Flaherty also said he did not want to tie a future government’s hands by entering into a reform program that would last longer than one electoral cycle.
That’s why he objected to two cuts to the GST, which affects all government revenue for all time. Oh, but he didn’t object, did he?
National governments make changes that affect the future and tie future governments’ decisions all the time. It’s part of the job.
But on the basis of a deliberate misreading of his own office’s report, Flaherty killed a reform plan that had the unheard-of unanimous support of every province. When was the last time every province agreed on something?
And anyway, why are the provinces meddling in a federal tax program in the first place? That’s not supposed to be their role.
Because it’s the provinces whose hands are being tied here.
Years from now, today’s 30- and 40-somethings will reach retirement age with their careers pockmarked by long periods of unemployment and part-time jobs. They will have spent their early career lives paying for student loans and mortgages, with little or nothing left for savings.
They won’t qualify for full CPP as it now stands (only a minority of retirees do today, even). They will be looking to far more costly social support programs in their senior years. Those would be programs the provinces will have to raise taxes to cover.

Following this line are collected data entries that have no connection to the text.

//! Publishers and subscribers bound to loopback connections
//!
//! Run with: cargo test -p kura-tests --test pubsub_test

use std::sync::atomic::{AtomicUsize, Ordering};
use std::sync::Arc;

use kura_cloud::{
    CloudPublisher, CloudSubscriber, ConnectionListener, PublishError, Publisher,
    PublisherOptions, SubscriberListener, SubscriberOptions,
};
use kura_core::{Envelope, JsonCodec, MetricValue, PayloadCodec};
use kura_tests::{eventually, Inbox, TestFixture};
use pretty_assertions::assert_eq;

#[derive(Default)]
struct StateCounter {
    established: AtomicUsize,
    lost: AtomicUsize,
}

impl ConnectionListener for StateCounter {
    fn on_connection_established(&self) {
        self.established.fetch_add(1, Ordering::SeqCst);
    }

    fn on_connection_lost(&self, _cause: &str) {
        self.lost.fetch_add(1, Ordering::SeqCst);
    }
}

fn subscriber_options(app_id: &str, app_topic: &str) -> SubscriberOptions {
    SubscriberOptions {
        app_id: app_id.to_string(),
        app_topic: app_topic.to_string(),
        ..Default::default()
    }
}

// =============================================================================
// Publishing
// =============================================================================

#[tokio::test]
async fn test_publisher_output_reaches_own_subscriber() {
    let fixture = TestFixture::connected().await;
    let publisher = CloudPublisher::new(
        "telemetry",
        PublisherOptions {
            app_id: "climate".to_string(),
            semantic_topic: "rooms/$room".to_string(),
            ..Default::default()
        },
    );
    publisher.bind(fixture.connection.clone());

    let subscriber = CloudSubscriber::new("rooms", subscriber_options("climate", "rooms/+"));
    let inbox = Arc::new(Inbox::default());
    subscriber.register(inbox.clone());
    subscriber.bind(fixture.connection.clone()).await;

    publisher
        .publish(
            &Envelope::new()
                .with_metric("room", "attic")
                .with_metric("temperature", 19.5),
        )
        .await
        .unwrap();

    assert!(eventually(|| inbox.count() == 1).await);
    let (properties, envelope) = inbox.received().remove(0);
    assert_eq!(properties.app_id, "climate");
    assert_eq!(properties.app_topic, "rooms/attic");
    assert_eq!(envelope.metric("temperature"), Some(&MetricValue::Float(19.5)));
    fixture.shutdown().await;
}

#[tokio::test]
async fn test_published_payload_is_decodable_envelope() {
    let fixture = TestFixture::connected().await;
    let publisher = CloudPublisher::new("p", PublisherOptions::default());
    publisher.bind(fixture.connection.clone());

    publisher
        .publish(&Envelope::new().with_body(vec![0xde, 0xad]))
        .await
        .unwrap();

    let sent = &fixture.transport.published()[0];
    assert_eq!(sent.topic, fixture.data_topic("heater", "data"));
    let decoded = JsonCodec.decode(&sent.payload).unwrap();
    assert_eq!(decoded.body, Some(vec![0xde, 0xad]));
    fixture.shutdown().await;
}

#[tokio::test]
async fn test_publish_while_disconnected_fails() {
    let fixture = TestFixture::connected().await;
    let publisher = CloudPublisher::new("p", PublisherOptions::default());
    publisher.bind(fixture.connection.clone());
    fixture.transport.set_connected(false);

    let err = publisher.publish(&Envelope::new()).await.unwrap_err();
    assert_eq!(err, PublishError::NotConnected);
    fixture.shutdown().await;
}

// =============================================================================
// Subscribing
// =============================================================================

#[tokio::test]
async fn test_rebind_moves_subscription_between_connections() {
    let first = TestFixture::connected_as("first").await;
    let second = TestFixture::connected_as("second").await;
    let subscriber = CloudSubscriber::new("cmd", subscriber_options("serial", "cmd"));
    let inbox = Arc::new(Inbox::default());
    subscriber.register(inbox.clone());

    subscriber.bind(first.connection.clone()).await;
    subscriber.bind(second.connection.clone()).await;

    let topic = first.data_topic("serial", "cmd");
    assert!(!first.inject(&topic, &Envelope::new()));
    assert!(second.inject(&topic, &Envelope::new()));
    assert!(eventually(|| inbox.count() == 1).await);

    first.shutdown().await;
    second.shutdown().await;
}

#[tokio::test]
async fn test_unbind_stops_delivery() {
    let fixture = TestFixture::connected().await;
    let subscriber = CloudSubscriber::new("cmd", subscriber_options("serial", "cmd"));
    let inbox = Arc::new(Inbox::default());
    subscriber.register(inbox.clone());
    subscriber.bind(fixture.connection.clone()).await;
    subscriber.unbind().await;

    assert!(!subscriber.is_bound().await);
    assert!(!fixture.inject(&fixture.data_topic("serial", "cmd"), &Envelope::new()));
    assert_eq!(inbox.count(), 0);
    fixture.shutdown().await;
}

#[tokio::test]
async fn test_listener_removed_during_delivery_sees_no_more_messages() {
    struct OneShot {
        subscriber: Arc<CloudSubscriber>,
        me: parking_lot::Mutex<Option<Arc<dyn SubscriberListener>>>,
        hits: AtomicUsize,
    }

    impl SubscriberListener for OneShot {
        fn on_message_arrived(&self, _: &kura_cloud::MessageProperties, _: &Envelope) {
            self.hits.fetch_add(1, Ordering::SeqCst);
            if let Some(me) = self.me.lock().take() {
                self.subscriber.unregister(&me);
            }
        }
    }

    let fixture = TestFixture::connected().await;
    let subscriber = CloudSubscriber::new("cmd", subscriber_options("serial", "cmd"));
    let one_shot = Arc::new(OneShot {
        subscriber: subscriber.clone(),
        me: parking_lot::Mutex::new(None),
        hits: AtomicUsize::new(0),
    });
    let listener: Arc<dyn SubscriberListener> = one_shot.clone();
    *one_shot.me.lock() = Some(listener.clone());
    subscriber.register(listener);
    subscriber.bind(fixture.connection.clone()).await;

    let topic = fixture.data_topic("serial", "cmd");
    fixture.inject(&topic, &Envelope::new());
    fixture.inject(&topic, &Envelope::new());
    tokio::time::sleep(std::time::Duration::from_millis(100)).await;

    assert_eq!(one_shot.hits.load(Ordering::SeqCst), 1);
    fixture.shutdown().await;
}

#[tokio::test]
async fn test_connection_events_reach_subscriber_connection_listeners() {
    let fixture = TestFixture::connected().await;
    // Let the initial connect event drain before any listener is attached
    tokio::time::sleep(std::time::Duration::from_millis(50)).await;
    let subscriber = CloudSubscriber::new("cmd", subscriber_options("serial", "cmd"));
    let inbox = Arc::new(Inbox::default());
    let counter = Arc::new(StateCounter::default());
    subscriber.register(inbox.clone());
    subscriber.register_connection_listener(counter.clone());
    subscriber.bind(fixture.connection.clone()).await;

    fixture.transport.set_connected(false);
    fixture.transport.set_connected(true);

    assert!(eventually(|| counter.established.load(Ordering::SeqCst) == 1).await);
    assert_eq!(counter.lost.load(Ordering::SeqCst), 1);
    assert_eq!(inbox.count(), 0);

    assert!(eventually(|| fixture
        .transport
        .is_subscribed(&fixture.data_topic("serial", "cmd")))
    .await);
    fixture.shutdown().await;
}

If anyone’s hands should be tied to prevent this, it should be those in the federal government’s gloves, not the provinces.
The Canada Pension Plan is among the world’s best and most efficient. Administration costs are very low compared to other national plans (and much less than private plans, while being much more secure) and it is available equally across the country.
Red Deerians who get tired of shovelling snow and move to balmy B.C. to retire take their federal benefits with them. People who move to Red Deer from another province for a job do not have to start their government-sponsored retirement plan from scratch. If everyone adopted Ontario’s go-it-alone plan, they would.
Less than a quarter of Canadians file tax returns with RSP deductions on them. Jim Flaherty wishing it were 100 per cent will never make it so.
Many younger and middle-aged workers have already lost those early savings years that are so important to building the fortune required for retirement on their own. A forced-savings plan like CPP is their best (or only) bet.
Flaherty did Canada a disservice, in the months before he left office, by not considering any future, other than that of his party, two years from now.